Work instruction:
A verbatim reprint of the records below is what this exercise asks for.

Input material:

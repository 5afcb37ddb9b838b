//! Game state snapshot: the complete visible state handed to the frontend each tick.

use glam::DVec2;
use serde::{Deserialize, Serialize};

use crate::enums::*;
use crate::events::GameEvent;
use crate::types::SimTime;

/// Complete game state produced after each tick.
#[derive(Debug, Clone, Default, Serialize, Deserialize)]
pub struct GameStateSnapshot {
    pub time: SimTime,
    pub run: RunView,
    pub enemies: Vec<EnemyView>,
    pub towers: Vec<TowerView>,
    pub projectiles: Vec<ProjectileView>,
    pub beams: Vec<BeamView>,
    pub heal_zones: Vec<HealZoneView>,
    pub crystals: Vec<CrystalView>,
    pub events: Vec<GameEvent>,
}

/// Run-level state for the HUD.
#[derive(Debug, Clone, Default, Serialize, Deserialize)]
pub struct RunView {
    pub phase: GamePhase,
    pub cash: u32,
    pub base_hp: f64,
    pub wave: u32,
    pub max_waves: u32,
    pub boss_wave: bool,
    pub auto_advance: bool,
    pub tower_count: usize,
    pub max_towers: usize,
    pub pending_spawns: usize,
    /// Wave-completion bonus awarded since the previous snapshot (reported once).
    pub wave_bonus: Option<u32>,
}

/// A live enemy.
#[derive(Debug, Clone, Serialize, Deserialize)]
pub struct EnemyView {
    pub id: u64,
    pub kind: EnemyKind,
    pub stage: u8,
    pub boss: bool,
    pub position: DVec2,
    /// Current hit points over max (may be negative for the tick a kill lands).
    pub health_fraction: f64,
    pub alive: bool,
    /// Fraction of the path covered (0.0 - 1.0).
    pub progress: f64,
    pub slowed: bool,
}

/// A placed tower.
#[derive(Debug, Clone, Serialize, Deserialize)]
pub struct TowerView {
    pub id: u64,
    pub kind: TowerKind,
    pub position: DVec2,
    pub range: f64,
    pub last_fire_tick: Option<u64>,
    pub health_fraction: f64,
}

/// A travelling projectile.
#[derive(Debug, Clone, Serialize, Deserialize)]
pub struct ProjectileView {
    pub kind: ProjectileKind,
    pub position: DVec2,
    pub active: bool,
}

/// An active beam segment.
#[derive(Debug, Clone, Serialize, Deserialize)]
pub struct BeamView {
    pub start: DVec2,
    pub end: DVec2,
    pub width: f64,
    pub active: bool,
}

/// An active heal zone.
#[derive(Debug, Clone, Serialize, Deserialize)]
pub struct HealZoneView {
    pub position: DVec2,
    pub radius: f64,
    pub active: bool,
}

/// A collectable crystal.
#[derive(Debug, Clone, Serialize, Deserialize)]
pub struct CrystalView {
    pub position: DVec2,
    pub expires_at_tick: u64,
}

Finished task:
repository 5afcb37ddb9b838b
//! Game state snapshot: the complete visible state handed to the frontend each tick.

use glam::DVec2;
use serde::{Deserialize, Serialize};

use crate::enums::*;
use crate::events::GameEvent;
use crate::types::SimTime;

/// Complete game state produced after each tick.
#[derive(Debug, Clone, Default, Serialize, Deserialize)]
pub struct GameStateSnapshot {
    pub time: SimTime,
    pub run: RunView,
    pub enemies: Vec<EnemyView>,
    pub towers: Vec<TowerView>,
    pub projectiles: Vec<ProjectileView>,
    pub beams: Vec<BeamView>,
    pub heal_zones: Vec<HealZoneView>,
    pub crystals: Vec<CrystalView>,
    pub events: Vec<GameEvent>,
}

/// Run-level state for the HUD.
#[derive(Debug, Clone, Default, Serialize, Deserialize)]
pub struct RunView {
    pub phase: GamePhase,
    pub cash: u32,
    pub base_hp: f64,
    pub wave: u32,
    pub max_waves: u32,
    pub boss_wave: bool,
    pub auto_advance: bool,
    pub tower_count: usize,
    pub max_towers: usize,
    pub pending_spawns: usize,
    /// Wave-completion bonus awarded since the previous snapshot (reported once).
    pub wave_bonus: Option<u32>,
}

/// A live enemy.
#[derive(Debug, Clone, Serialize, Deserialize)]
pub struct EnemyView {
    pub id: u64,
    pub kind: EnemyKind,
    pub stage: u8,
    pub boss: bool,
    pub position: DVec2,
    /// Current hit points over max (may be negative for the tick a kill lands).
    pub health_fraction: f64,
    pub alive: bool,
    /// Fraction of the path covered (0.0 - 1.0).
    pub progress: f64,
    pub slowed: bool,
}

/// A placed tower.
#[derive(Debug, Clone, Serialize, Deserialize)]
pub struct TowerView {
    pub id: u64,
    pub kind: TowerKind,
    pub position: DVec2,
    pub range: f64,
    pub last_fire_tick: Option<u64>,
    pub health_fraction: f64,
}

/// A travelling projectile.
#[derive(Debug, Clone, Serialize, Deserialize)]
pub struct ProjectileView {
    pub kind: ProjectileKind,
    pub position: DVec2,
    pub active: bool,
}

/// An active beam segment.
#[derive(Debug, Clone, Serialize, Deserialize)]
pub struct BeamView {
    pub start: DVec2,
    pub end: DVec2,
    pub width: f64,
    pub active: bool,
}

/// An active heal zone.
#[derive(Debug, Clone, Serialize, Deserialize)]
pub struct HealZoneView {
    pub position: DVec2,
    pub radius: f64,
    pub active: bool,
}

/// A collectable crystal.
#[derive(Debug, Clone, Serialize, Deserialize)]
pub struct CrystalView {
    pub position: DVec2,
    pub expires_at_tick: u64,
}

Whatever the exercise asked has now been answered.